The Seventh Amendment
The Seventh Amendment guarantees the right to a jury in civil cases in which the “value in controversy” exceeds $20.
The Eighth Amendment
Also related to trials, the Eighth Amendment prohibits excessive bails and fines and “cruel and unusual punishment” for those found guilty of a crime.
The Ninth and Tenth Amendments
The Ninth Amendment protects rights not specified in the Constitution, and the Tenth Amendment reserves for the states or citizens all other powers not delegated to the national government or denied to the states.
Despite their ratification as formal amendments to the U.S. Constitution, the amendments of the Bill of Rights were initially applied only to the powers of the federal government and not those of the states. This limited application was reaffirmed in the 1833 Supreme Court decision Barron v. Baltimore. That situation changed, however, after ratification of the Fourteenth Amendment on July 9, 1868, after the Civil War. It declared that no state shall “deprive any person of life, liberty, or property, without due process of law,” and provided the basis for the argument that the rights in the first 10 amendments now applied to the states.

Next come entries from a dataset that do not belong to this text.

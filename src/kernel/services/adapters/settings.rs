use crate::kernel::services::ports::settings::Settings;
use std::path::{Path, PathBuf};

use super::paths::get_settings_path;

/// Writes default settings when no settings file exists yet.
pub fn ensure_settings_file() -> std::io::Result<PathBuf> {
    let path = get_settings_path().ok_or_else(|| {
        std::io::Error::new(
            std::io::ErrorKind::NotFound,
            "Cannot determine settings directory",
        )
    })?;
    write_default_settings(&path)?;
    Ok(path)
}

fn write_default_settings(path: &Path) -> std::io::Result<()> {
    if let Some(parent) = path.parent() {
        if !parent.exists() {
            std::fs::create_dir_all(parent)?;
        }
    }
    if !path.exists() {
        let content =
            serde_json::to_string_pretty(&Settings::default()).unwrap_or_else(|_| "{}".to_string());
        std::fs::write(path, content)?;
    }
    Ok(())
}

/// Settings from the platform location, defaults when absent or unreadable.
pub fn load_settings() -> Settings {
    get_settings_path()
        .map(|path| load_settings_from(&path))
        .unwrap_or_default()
}

pub fn load_settings_from(path: &Path) -> Settings {
    let data = match std::fs::read_to_string(path) {
        Ok(data) => data,
        Err(_) => return Settings::default(),
    };
    match serde_json::from_str(&data) {
        Ok(settings) => settings,
        Err(error) => {
            tracing::warn!(path = %path.display(), error = %error, "invalid settings, using defaults");
            Settings::default()
        }
    }
}

#[cfg(test)]
#[path = "../../../../tests/unit/kernel/services/adapters/settings.rs"]
mod tests;
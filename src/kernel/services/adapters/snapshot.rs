//! Snapshot storage.
//!
//! The file store writes through a sibling `.tmp` file and renames it over
//! the target, so a crash mid-write never leaves a truncated snapshot.

use std::cell::RefCell;
use std::fs::{self, File};
use std::io::{self, Write};
use std::path::{Path, PathBuf};
use std::rc::Rc;

use crate::kernel::services::ports::{SnapshotError, SnapshotStore};
use crate::kernel::EditorSnapshot;

use super::paths::get_snapshot_path;

#[derive(Debug, Clone)]
pub struct FileSnapshotStore {
    path: PathBuf,
}

impl FileSnapshotStore {
    pub fn new(path: impl Into<PathBuf>) -> Self {
        Self { path: path.into() }
    }

    /// Store at the platform data directory.
    pub fn default_location() -> Option<Self> {
        get_snapshot_path().map(Self::new)
    }

    pub fn path(&self) -> &Path {
        &self.path
    }

    fn atomic_write(&self, content: &[u8]) -> io::Result<()> {
        if let Some(parent) = self.path.parent() {
            fs::create_dir_all(parent)?;
        }

        let temp_path = self.path.with_extension("tmp");
        let written = File::create(&temp_path).and_then(|mut file| {
            file.write_all(content)?;
            file.sync_all()
        });
        let result = written.and_then(|()| fs::rename(&temp_path, &self.path));
        if result.is_err() {
            let _ = fs::remove_file(&temp_path);
        }
        result
    }
}

impl SnapshotStore for FileSnapshotStore {
    fn load(&self) -> Result<Option<EditorSnapshot>, SnapshotError> {
        let data = match fs::read_to_string(&self.path) {
            Ok(data) => data,
            Err(e) if e.kind() == io::ErrorKind::NotFound => return Ok(None),
            Err(e) => return Err(e.into()),
        };
        Ok(Some(serde_json::from_str(&data)?))
    }

    fn save(&self, snapshot: &EditorSnapshot) -> Result<(), SnapshotError> {
        let json = serde_json::to_string_pretty(snapshot)?;
        self.atomic_write(json.as_bytes())?;
        Ok(())
    }
}

/// In-process store. Clones share the same slot, so a caller can keep a
/// handle while a session owns another.
#[derive(Debug, Clone, Default)]
pub struct MemorySnapshotStore {
    slot: Rc<RefCell<Option<String>>>,
}

impl MemorySnapshotStore {
    pub fn new() -> Self {
        Self::default()
    }

    /// Raw serialized form of the last save.
    pub fn contents(&self) -> Option<String> {
        self.slot.borrow().clone()
    }
}

impl SnapshotStore for MemorySnapshotStore {
    fn load(&self) -> Result<Option<EditorSnapshot>, SnapshotError> {
        match self.slot.borrow().as_deref() {
            Some(json) => Ok(Some(serde_json::from_str(json)?)),
            None => Ok(None),
        }
    }

    fn save(&self, snapshot: &EditorSnapshot) -> Result<(), SnapshotError> {
        let json = serde_json::to_string(snapshot)?;
        *self.slot.borrow_mut() = Some(json);
        Ok(())
    }
}

#[cfg(test)]
#[path = "../../../../tests/unit/kernel/services/adapters/snapshot.rs"]
mod tests;
//! Session host: owns the store for one editing session and runs its effects.

pub mod session;

pub use session::{CloseError, Session};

But even then, only selective incorporation, or the application of certain but not all portions of the Bill of Rights, occurred until a series of Court decisions — among them, Gitlow v. New York (1925), incorporating freedom of speech, and Palko v. Connecticut (1937), which failed to incorporate the Fifth Amendment provision against double jeopardy because the Court did not, at that time, consider that right to be fundamental.
A recent book by Gerard N. Magliocca has demonstrated that, in part because the first 10 amendments did not follow the traditional form of previous bills or declarations of rights, it was not common to characterize the first 10 amendments as the “bill of rights” until after the Spanish-American War in 1898. At that time, American leaders promised that these rights (or at least some of them) would protect residents in the new foreign colonies that the nation had acquired.
Just as Federalists had used the bill of rights to assure state ratification of the Constitution in an earlier era, so too, modern American leaders subsequently used the protections to allay fears about increasing federal powers, such as those that Congress assumed during the New Deal, and to contrast American values with those of the totalitarian powers against which the nation was arrayed in World War II and the Cold War.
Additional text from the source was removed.